[[ Dataset, beginning ]]

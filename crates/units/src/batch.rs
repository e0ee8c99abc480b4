//! Batch execution: one output record per input record, in order.

use crate::error::UnitError;
use crate::host::{ExecutionContext, InputRecord, JsonObject, OutputRecord};
use crate::parameters::{ItemParameters, ParameterSet};
use flowunit_http_tools::response_shaping::ResponsePipeline;
use flowunit_http_tools::{HttpToolsError, HttpTransport, RequestSpec};
use serde_json::{Value, json};

/// One outbound call plus how its payload is shaped and where it lands in the output record.
#[derive(Debug, Clone)]
pub struct HttpStep {
    request: RequestSpec,
    summary: Option<Value>,
    pipeline: ResponsePipeline,
    response_key: String,
}

impl HttpStep {
    /// Defaults: summary = `request.summary()`, no shaping, payload stored under `response`.
    #[must_use]
    pub fn new(request: RequestSpec) -> Self {
        Self {
            summary: Some(request.summary()),
            request,
            pipeline: ResponsePipeline::default(),
            response_key: "response".to_string(),
        }
    }

    /// Replace the request summary (e.g. with the logical arguments instead of the wire request).
    #[must_use]
    pub fn with_summary(mut self, summary: Value) -> Self {
        self.summary = Some(summary);
        self
    }

    /// Do not add a `request` field to the output record.
    #[must_use]
    pub fn without_summary(mut self) -> Self {
        self.summary = None;
        self
    }

    #[must_use]
    pub fn shaped(mut self, pipeline: ResponsePipeline) -> Self {
        self.pipeline = pipeline;
        self
    }

    #[must_use]
    pub fn store_as(mut self, key: impl Into<String>) -> Self {
        self.response_key = key.into();
        self
    }

    #[must_use]
    pub fn request(&self) -> &RequestSpec {
        &self.request
    }

    #[must_use]
    pub fn summary(&self) -> Option<&Value> {
        self.summary.as_ref()
    }

    #[must_use]
    pub fn response_key(&self) -> &str {
        &self.response_key
    }

    /// Issue the request and shape the payload.
    ///
    /// # Errors
    ///
    /// Returns the transport's failure.
    pub async fn call(&self, transport: &dyn HttpTransport) -> Result<Value, HttpToolsError> {
        let mut payload = transport.perform(&self.request).await?;
        self.pipeline.apply(&mut payload);
        Ok(payload)
    }
}

/// What a unit does for one record (or one tool call).
#[derive(Debug, Clone)]
pub enum Step {
    Http(HttpStep),
    /// Computed without a network call.
    Local(JsonObject),
}

impl Step {
    #[must_use]
    pub fn http(request: RequestSpec) -> Self {
        Self::Http(HttpStep::new(request))
    }

    #[must_use]
    pub fn local(result: Value) -> Self {
        match result {
            Value::Object(map) => Self::Local(map),
            other => {
                let mut map = JsonObject::new();
                map.insert("result".to_string(), other);
                Self::Local(map)
            }
        }
    }
}

/// A unit that runs as a pipeline step.
pub trait BatchUnit: Send + Sync {
    fn name(&self) -> &'static str;

    fn parameters(&self) -> &ParameterSet;

    /// Resolve this record's parameters into a step. Pure: no network.
    ///
    /// # Errors
    ///
    /// Any resolution failure; `Config` errors abort the batch even in continue-on-fail mode.
    fn prepare(&self, item: &ItemParameters<'_>) -> Result<Step, HttpToolsError>;
}

/// Run `unit` over `records` strictly in order, one call in flight at a time.
///
/// In continue-on-fail mode every record yields exactly one output (`{error, input}` for failed
/// ones). Otherwise the first failure aborts the run and nothing is returned but the failure.
///
/// # Errors
///
/// `UnitError::ItemFailed` naming the failing index.
pub async fn run_batch(
    unit: &dyn BatchUnit,
    records: &[InputRecord],
    ctx: &ExecutionContext<'_>,
) -> Result<Vec<OutputRecord>, UnitError> {
    let mut out = Vec::with_capacity(records.len());

    for (index, record) in records.iter().enumerate() {
        tracing::debug!(unit = unit.name(), index, "processing record");

        match process_record(unit, index, record, ctx).await {
            Ok(json) => out.push(OutputRecord {
                json,
                paired_item: index,
            }),
            Err(source) if ctx.continue_on_fail && !source.is_fatal() => {
                tracing::warn!(
                    unit = unit.name(),
                    index,
                    kind = source.kind(),
                    error = %source,
                    "record failed; continuing"
                );
                out.push(failure_record(index, &source, record));
            }
            Err(source) => return Err(UnitError::ItemFailed { index, source }),
        }
    }

    Ok(out)
}

async fn process_record(
    unit: &dyn BatchUnit,
    index: usize,
    record: &InputRecord,
    ctx: &ExecutionContext<'_>,
) -> Result<JsonObject, HttpToolsError> {
    let params = ItemParameters::new(unit.parameters(), ctx.parameters, index, &record.json);
    let mut json = record.json.clone();

    match unit.prepare(&params)? {
        Step::Http(step) => {
            let mut payload = step.call(ctx.transport).await?;
            if let Some(shaping) = ctx.shaping {
                shaping.apply(&mut payload);
            }
            if let Some(summary) = step.summary {
                json.insert("request".to_string(), summary);
            }
            // Inserted last so the upstream payload wins on key collision.
            json.insert(step.response_key, payload);
        }
        Step::Local(result) => json.extend(result),
    }

    Ok(json)
}

fn failure_record(index: usize, err: &HttpToolsError, record: &InputRecord) -> OutputRecord {
    let json = json!({
        "error": err.to_string(),
        "input": record.json,
    });
    OutputRecord {
        json: json.as_object().cloned().unwrap_or_default(),
        paired_item: index,
    }
}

[[ Dataset, end ]]

Retype the entries precisely as they stand.

filename crates/units/src/batch.rs
repository e0ee8c99abc480b4
//! Batch execution: one output record per input record, in order.

use crate::error::UnitError;
use crate::host::{ExecutionContext, InputRecord, JsonObject, OutputRecord};
use crate::parameters::{ItemParameters, ParameterSet};
use flowunit_http_tools::response_shaping::ResponsePipeline;
use flowunit_http_tools::{HttpToolsError, HttpTransport, RequestSpec};
use serde_json::{Value, json};

/// One outbound call plus how its payload is shaped and where it lands in the output record.
#[derive(Debug, Clone)]
pub struct HttpStep {
    request: RequestSpec,
    summary: Option<Value>,
    pipeline: ResponsePipeline,
    response_key: String,
}

impl HttpStep {
    /// Defaults: summary = `request.summary()`, no shaping, payload stored under `response`.
    #[must_use]
    pub fn new(request: RequestSpec) -> Self {
        Self {
            summary: Some(request.summary()),
            request,
            pipeline: ResponsePipeline::default(),
            response_key: "response".to_string(),
        }
    }

    /// Replace the request summary (e.g. with the logical arguments instead of the wire request).
    #[must_use]
    pub fn with_summary(mut self, summary: Value) -> Self {
        self.summary = Some(summary);
        self
    }

    /// Do not add a `request` field to the output record.
    #[must_use]
    pub fn without_summary(mut self) -> Self {
        self.summary = None;
        self
    }

    #[must_use]
    pub fn shaped(mut self, pipeline: ResponsePipeline) -> Self {
        self.pipeline = pipeline;
        self
    }

    #[must_use]
    pub fn store_as(mut self, key: impl Into<String>) -> Self {
        self.response_key = key.into();
        self
    }

    #[must_use]
    pub fn request(&self) -> &RequestSpec {
        &self.request
    }

    #[must_use]
    pub fn summary(&self) -> Option<&Value> {
        self.summary.as_ref()
    }

    #[must_use]
    pub fn response_key(&self) -> &str {
        &self.response_key
    }

    /// Issue the request and shape the payload.
    ///
    /// # Errors
    ///
    /// Returns the transport's failure.
    pub async fn call(&self, transport: &dyn HttpTransport) -> Result<Value, HttpToolsError> {
        let mut payload = transport.perform(&self.request).await?;
        self.pipeline.apply(&mut payload);
        Ok(payload)
    }
}

/// What a unit does for one record (or one tool call).
#[derive(Debug, Clone)]
pub enum Step {
    Http(HttpStep),
    /// Computed without a network call.
    Local(JsonObject),
}

impl Step {
    #[must_use]
    pub fn http(request: RequestSpec) -> Self {
        Self::Http(HttpStep::new(request))
    }

    #[must_use]
    pub fn local(result: Value) -> Self {
        match result {
            Value::Object(map) => Self::Local(map),
            other => {
                let mut map = JsonObject::new();
                map.insert("result".to_string(), other);
                Self::Local(map)
            }
        }
    }
}

/// A unit that runs as a pipeline step.
pub trait BatchUnit: Send + Sync {
    fn name(&self) -> &'static str;

    fn parameters(&self) -> &ParameterSet;

    /// Resolve this record's parameters into a step. Pure: no network.
    ///
    /// # Errors
    ///
    /// Any resolution failure; `Config` errors abort the batch even in continue-on-fail mode.
    fn prepare(&self, item: &ItemParameters<'_>) -> Result<Step, HttpToolsError>;
}

/// Run `unit` over `records` strictly in order, one call in flight at a time.
///
/// In continue-on-fail mode every record yields exactly one output (`{error, input}` for failed
/// ones). Otherwise the first failure aborts the run and nothing is returned but the failure.
///
/// # Errors
///
/// `UnitError::ItemFailed` naming the failing index.
pub async fn run_batch(
    unit: &dyn BatchUnit,
    records: &[InputRecord],
    ctx: &ExecutionContext<'_>,
) -> Result<Vec<OutputRecord>, UnitError> {
    let mut out = Vec::with_capacity(records.len());

    for (index, record) in records.iter().enumerate() {
        tracing::debug!(unit = unit.name(), index, "processing record");

        match process_record(unit, index, record, ctx).await {
            Ok(json) => out.push(OutputRecord {
                json,
                paired_item: index,
            }),
            Err(source) if ctx.continue_on_fail && !source.is_fatal() => {
                tracing::warn!(
                    unit = unit.name(),
                    index,
                    kind = source.kind(),
                    error = %source,
                    "record failed; continuing"
                );
                out.push(failure_record(index, &source, record));
            }
            Err(source) => return Err(UnitError::ItemFailed { index, source }),
        }
    }

    Ok(out)
}

async fn process_record(
    unit: &dyn BatchUnit,
    index: usize,
    record: &InputRecord,
    ctx: &ExecutionContext<'_>,
) -> Result<JsonObject, HttpToolsError> {
    let params = ItemParameters::new(unit.parameters(), ctx.parameters, index, &record.json);
    let mut json = record.json.clone();

    match unit.prepare(&params)? {
        Step::Http(step) => {
            let mut payload = step.call(ctx.transport).await?;
            if let Some(shaping) = ctx.shaping {
                shaping.apply(&mut payload);
            }
            if let Some(summary) = step.summary {
                json.insert("request".to_string(), summary);
            }
            // Inserted last so the upstream payload wins on key collision.
            json.insert(step.response_key, payload);
        }
        Step::Local(result) => json.extend(result),
    }

    Ok(json)
}

fn failure_record(index: usize, err: &HttpToolsError, record: &InputRecord) -> OutputRecord {
    let json = json!({
        "error": err.to_string(),
        "input": record.json,
    });
    OutputRecord {
        json: json.as_object().cloned().unwrap_or_default(),
        paired_item: index,
    }
}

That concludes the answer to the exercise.